2018-06-04 Thread Dilger, Andreas
On Jun 1, 2018, at 17:19, NeilBrown  wrote:
> 
> On Fri, Jun 01 2018, Doug Oucharek wrote:
> 
>> Would it makes sense to land LNet and LNDs on their own first?  Get
>> the networking house in order first before layering on the file
>> system?
> 
> I'd like to turn that question on it's head:
>  Do we need LNet and LNDs?  What value do they provide?
> (this is a genuine question, not being sarcastic).
> 
> It is a while since I tried to understand LNet, and then it was a
> fairly superficial look, but I think it is an abstraction layer
> that provides packet-based send/receive with some numa-awareness
> and routing functionality.  It sits over sockets (TCP) and IB and
> provides a uniform interface.

LNet is originally based on a high-performance networking stack called
Portals (v3, http://www.cs.sandia.gov/Portals/), with additions for LNet
routing to allow cross-network bridging.

A critical part of LNet is that it is for RDMA and not packet-based
messages.  Everything in Lustre is structured around RDMA.  Of course,
RDMA is not possible with TCP so it just does send/receive under the
covers, though it can do zero copy data sends (and at one time zero-copy
receives, but those changes were rejected by the kernel maintainers).
It definitely does RDMA with IB, RoCE, OPA in the kernel, and other RDMA
network types not in the kernel (e.g. Cray Gemini/Aries, Atos/Bull BXI,
and previously older network types no longer supported).

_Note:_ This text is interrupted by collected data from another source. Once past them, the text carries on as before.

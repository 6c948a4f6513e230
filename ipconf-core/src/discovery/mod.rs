//! Coordination-service boundary.
//!
//! The dispatcher only needs a prefix watch with set/delete callbacks and, for self
//! registration, a way to publish a value under a lease. Backends live behind
//! [`ServiceDiscovery`].

mod error;
#[cfg(feature = "etcd")]
mod etcd;
mod memory;
mod model;

#[cfg(test)]
mod tests;

pub use error::*;
#[cfg(feature = "etcd")]
pub use etcd::*;
pub use memory::*;
pub use model::*;

use crate::conf::RuntimeConfig;
use async_trait::async_trait;
use std::sync::Arc;
use std::time::Duration;

/// Receives watch notifications for one prefix.
///
/// Callbacks run on the backend's notification path and must not block or call back into
/// the backend.
pub trait WatchHandler: Send + Sync {
    fn on_set(&self, key: &str, value: &str);

    /// `value` is the last value stored under `key`, or empty when the backend has none.
    fn on_delete(&self, key: &str, value: &str);

    /// The watch on `prefix` has ended and will deliver nothing more.
    fn on_watch_lost(&self, prefix: &str, reason: &str);
}

#[async_trait]
pub trait ServiceDiscovery: Send + Sync {
    /// Replay every key under `prefix` as `on_set`, then stream changes to `handler`.
    ///
    /// Returns once the watch is established.
    async fn watch_service(
        &self,
        prefix: &str,
        handler: Arc<dyn WatchHandler>,
    ) -> Result<(), DiscoveryError>;

    /// Publish `info` under `key`, kept alive for as long as the process runs.
    async fn register_service(
        &self,
        key: &str,
        info: &EndpointInfo,
        lease_ttl: Duration,
    ) -> Result<(), DiscoveryError>;

    async fn deregister_service(&self, key: &str) -> Result<(), DiscoveryError>;
}

/// Connect to the configured coordination backend.
#[cfg(feature = "etcd")]
pub async fn connect_discovery(
    config: &RuntimeConfig,
) -> Result<Arc<dyn ServiceDiscovery>, DiscoveryError> {
    let conf = &config.discovery;
    let discovery = EtcdDiscovery::connect(&conf.endpoints, conf.timeout()).await?;
    Ok(Arc::new(discovery))
}

/// Connect to the configured coordination backend.
///
/// Without the `etcd` feature only debug mode can run, on an in-process store fed by the
/// synthetic nodes.
#[cfg(not(feature = "etcd"))]
pub async fn connect_discovery(
    config: &RuntimeConfig,
) -> Result<Arc<dyn ServiceDiscovery>, DiscoveryError> {
    if !config.global.is_debug() {
        return Err(DiscoveryError::NoBackend {
            endpoints: config.discovery.endpoints.clone(),
        });
    }

    tracing::warn!(
        endpoints = ?config.discovery.endpoints,
        "built without the `etcd` feature; debug mode uses in-process discovery"
    );
    Ok(Arc::new(MemoryDiscovery::new()))
}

Even with TCP it has some improvements for performance, such as using
separate sockets for send and receive of large messages, as well as
a socket for small messages that has Nagle disabled so that it does
not delay those packets for aggregation.

In addition to the RDMA support, there is also multi-rail support in
the out-of-tree version that we haven't been allowed to land, which
can aggregate network bandwidth.  While there exists channel bonding
for TCP connections, that does not exist for IB or other RDMA networks.

> That is almost a description of the xprt layer in sunrpc.  sunrpc
> doesn't have routing, but it does have some numa awareness (for the
> server side at least) and it definitely provides packet-based
> send/receive over various transports - tcp, udp, local (unix domain),
> and IB.
> So: can we use sunrpc/xprt in place of LNet?

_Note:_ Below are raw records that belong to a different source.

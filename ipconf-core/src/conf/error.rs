use std::path::PathBuf;
use thiserror::Error;

#[derive(Debug, Error)]
pub enum ConfigError {
    //-------------------------------------------------------------------------
    // IO / Parsing
    //-------------------------------------------------------------------------
    #[error("failed to read config file {path}: {source}")]
    ReadFile {
        path: PathBuf,
        #[source]
        source: std::io::Error,
    },

    #[error("invalid configuration file: {path}\n\n{source}")]
    Parse {
        path: PathBuf,
        #[source]
        source: hcl::Error,
    },

    //-------------------------------------------------------------------------
    // Server
    //-------------------------------------------------------------------------
    #[error("invalid listen address '{listen}': {reason}")]
    InvalidListen { listen: String, reason: String },

    #[error("server threads must be greater than zero")]
    InvalidThreads,

    //-------------------------------------------------------------------------
    // Discovery
    //-------------------------------------------------------------------------
    #[error("discovery must list at least one endpoint")]
    NoDiscoveryEndpoints,

    #[error("discovery timeout must be greater than zero")]
    InvalidDiscoveryTimeout,

    //-------------------------------------------------------------------------
    // ip_conf
    //-------------------------------------------------------------------------
    #[error("ip_conf.service_path must not be empty")]
    EmptyServicePath,

    #[error("ip_conf.max_results must be greater than zero when set")]
    InvalidMaxResults,

    #[error("ip_conf.stat_queue_capacity must be greater than zero")]
    InvalidStatQueueCapacity,

    #[error("ip_conf.debug_refresh_secs must be greater than zero")]
    InvalidDebugRefresh,
}

impl ConfigError {
    pub fn read_file(path: impl Into<PathBuf>, source: std::io::Error) -> Self {
        Self::ReadFile {
            path: path.into(),
            source,
        }
    }

    pub fn parse(path: impl Into<PathBuf>, source: hcl::Error) -> Self {
        Self::Parse {
            path: path.into(),
            source,
        }
    }
}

No, that would totally kill the performance of Lustre.

> How much would we need to enhance sunrpc/xprt for this to work?  What
> hooks would be needed to implement the routing as a separate layer.
> 
> If LNet is, in some way, much better than sunrpc, then can we share that
> superior functionality with our NFS friends by adding it to sunrpc?

There was some discussion at NetApp about adding a Lustre/LNet transport
for pNFS, but I don't think it ever got beyond the proposal stage:

https://tools.ietf.org/html/draft-faibish-nfsv4-pnfs-lustre-layout-07

> Maybe the answer to this is "no", but I think LNet would be hard to sell
> without a clear statement of why that was the answer.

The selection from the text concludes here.